Deste modo, observou-se o mesmo padrão de desenvolvimento do comportamento doentio dos animais.

Os níveis de IL-6 no líquor apresentaram uma forte correlação com o comportamento doentio crônico, demonstrando que os animais com maior pontuação SBS ainda apresentavam processo de neuroinflamação ativo. Sendo as citocinas um dos principais mediadores inflamatórios na sepse, assim pode-se estabelecer uma associação entre os níveis de neuroinflamação e o comportamento doentio dos animais a longo prazo. No estudo de Biff et al80 foram avaliadas citocinas e dano

oxidativo no líquor de ratos após CLP e foi possível estabelecer uma associação entre esses marcadores na fase aguda com o desempenho nos testes comportamentais a longo prazo, 30 dias. Os animais que mantiveram níveis elevados de citocinas pró- inflamatórias no líquor, em 24 horas, apresentaram um pior desemprenho no teste de esquiva inibitória. Em camundongos knockout para IL-6, os animais apresentaram menos sintomas de anedonia e de depressão comparados aos normais, demonstrando o envolvimento da citocina nessas alterações comportamentais201.

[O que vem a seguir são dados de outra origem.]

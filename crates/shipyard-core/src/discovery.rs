//! 定義ディレクトリの発見

use crate::error::ReleaseResult;
use shipyard_build::BuildError;
use std::path::Path;
use tracing::{debug, warn};

/// `containers/` 直下のサブディレクトリ名を定義IDとして列挙
///
/// 結果は名前順に並べます。ファイルは無視します。
#[tracing::instrument]
pub async fn discover_definitions(containers_dir: &Path) -> ReleaseResult<Vec<String>> {
    let fs_error = |source| BuildError::FileSystem {
        path: containers_dir.to_path_buf(),
        source,
    };

    let mut entries = tokio::fs::read_dir(containers_dir).await.map_err(fs_error)?;
    let mut definitions = Vec::new();

    while let Some(entry) = entries.next_entry().await.map_err(fs_error)? {
        let file_type = entry.file_type().await.map_err(fs_error)?;
        if !file_type.is_dir() {
            continue;
        }
        match entry.file_name().into_string() {
            Ok(name) => definitions.push(name),
            Err(name) => warn!(
                name = %name.to_string_lossy(),
                "Ignoring definition directory with a non UTF-8 name"
            ),
        }
    }

    definitions.sort();
    debug!("Discovered {} definition(s)", definitions.len());
    Ok(definitions)
}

A elevação de IL-6 no SNC é capaz de ativar a produção de corticosterona e induzir alteração na temperatura dos animais; e quando associada a IL-1, é capaz de induzir comportamento doentio202. Observou-se, também, uma associação entre o

comportamento doentio a longo prazo e os níveis de corticosterona no soro dos animais 10 dias após a sepse. Assim, pode-se sugerir que o processo neuroinflamatório que permanece a longo prazo está associado a ativação do eixo HPA e não com o processo inflamatório sistêmico derivado do local da infecção, já que os níveis de IL-6 em soro não apresentaram correlação.

Dentre os marcadores de estresse oxidativo analisados nas estruturas cerebrais, somente os níveis de NN em amígdala apresentaram associação com SBS a longo prazo, corroborando que os animais com pontuação mais elevada de SBS ao longo dos dias permanecem com processo neuroinflamatório ativo. Assim, justificando o comportamento de anedonia persistente nos animais, visto que a amígdala está relacionada a tal comportamento129.

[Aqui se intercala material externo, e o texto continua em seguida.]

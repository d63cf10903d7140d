//! package.json の読み書き
//!
//! 書式を保つため、バージョンの書き換えは `"version": "..."` への正規表現置換で行います。

use crate::error::{ReleaseError, ReleaseResult};
use regex::Regex;
use serde::Deserialize;
use shipyard_build::{TextPatch, Version, fsutil, patch_file};
use std::path::{Path, PathBuf};

/// パッケージマニフェストのファイル名
pub const MANIFEST_FILE: &str = "package.json";

const VERSION_FIELD: &str = r#""version"\s*:\s*"[^"]*""#;

#[derive(Debug, Deserialize)]
struct ManifestFields {
    name: Option<String>,
    version: Option<String>,
}

/// package.json
#[derive(Debug, Clone, PartialEq, Eq)]
pub struct PackageManifest {
    pub path: PathBuf,
    pub name: String,
    pub version: String,
}

impl PackageManifest {
    pub async fn load(path: &Path) -> ReleaseResult<Self> {
        let raw = fsutil::read_to_string(path).await?;
        Self::parse(path, &raw)
    }

    pub fn parse(path: &Path, raw: &str) -> ReleaseResult<Self> {
        let invalid = |message: &str| ReleaseError::Manifest {
            path: path.to_path_buf(),
            message: message.to_string(),
        };

        let fields: ManifestFields =
            serde_json::from_str(raw).map_err(|e| invalid(&e.to_string()))?;
        let name = fields.name.ok_or_else(|| invalid("name がありません"))?;
        let version = fields.version.ok_or_else(|| invalid("version がありません"))?;

        Ok(Self {
            path: path.to_path_buf(),
            name,
            version,
        })
    }

    /// `"version"` フィールドを書き換える
    ///
    /// フィールドが見つからない場合は `PatternNotFound`。
    pub async fn set_version(&mut self, version: &str) -> ReleaseResult<()> {
        let patch = TextPatch::pattern(
            Regex::new(VERSION_FIELD).map_err(shipyard_build::BuildError::from)?,
            format!(r#""version": "{}""#, version),
        );
        patch_file(&self.path, &patch).await?;
        self.version = version.to_string();
        Ok(())
    }

    /// npm pack が出力するアーカイブ名（`@scope/name` は `scope-name`）
    pub fn packed_file_name(&self) -> String {
        format!("{}-{}.tgz", self.file_stem(), self.version)
    }

    /// リリースタグに合わせた `v` 付きのアーカイブ名
    pub fn release_file_name(&self) -> String {
        format!("{}-v{}.tgz", self.file_stem(), self.version)
    }

    fn file_stem(&self) -> String {
        self.name.trim_start_matches('@').replace('/', "-")
    }
}

/// パッケージに書き込むバージョン
///
/// `dev` の場合はマニフェストの既存バージョンに `-dev` を付けます。
pub fn package_version(version: &Version, manifest_version: &str) -> String {
    if version.is_dev() {
        format!("{}-dev", manifest_version)
    } else {
        version.to_string()
    }
}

A neuroinflamação persistente após a sepse está associada a baixos níveis de BDNF e dano cognitivo80. O BDNF age na neurogênese e na ramificação neuronal

estando associado a consolidação da memória203. Baixos níveis de BDNF estão

associados a níveis mais elevados de estresse oxidativo e inflamação em pacientes após acidente vascular cerebral204. Neste estudo, observou-se uma correlação

negativa entre os níveis de BDNF em núcleo accumbens e a pontuação de SBS a longo prazo, estando de acordo com a literatura80.

Dentre as avaliações de dano cognitivo realizadas, duas apresentaram associação com comportamento doentio, sendo elas a memória espacial e a depressão. Estudo anteriores deste grupo de pesquisa tem mostrado a associação entre neuroinflamação e dano cognitivo a memória198,205. A neuroinflamação crônica

vem sendo apontada como uma das possíveis causas da depressão, sugerindo inclusive, que o comportamento doentio seria um primeiro estágio de depressão106.

Dentre os componentes do comportamento doentio pode-se destacar a anedonia, que é perda da capacidade de sentir prazer, que aqui foi persistente até o último dia de avaliação dos animais. Assim, sugere-se que a persistência de comportamento doentio está associada ao comportamento do tipo depressivo a longo prazo. Outras doenças psiquiátricas, como esquizofrenia e transtornos de humor, também demonstram em associação entre anedonia e marcadores inflamatórios90,206–208.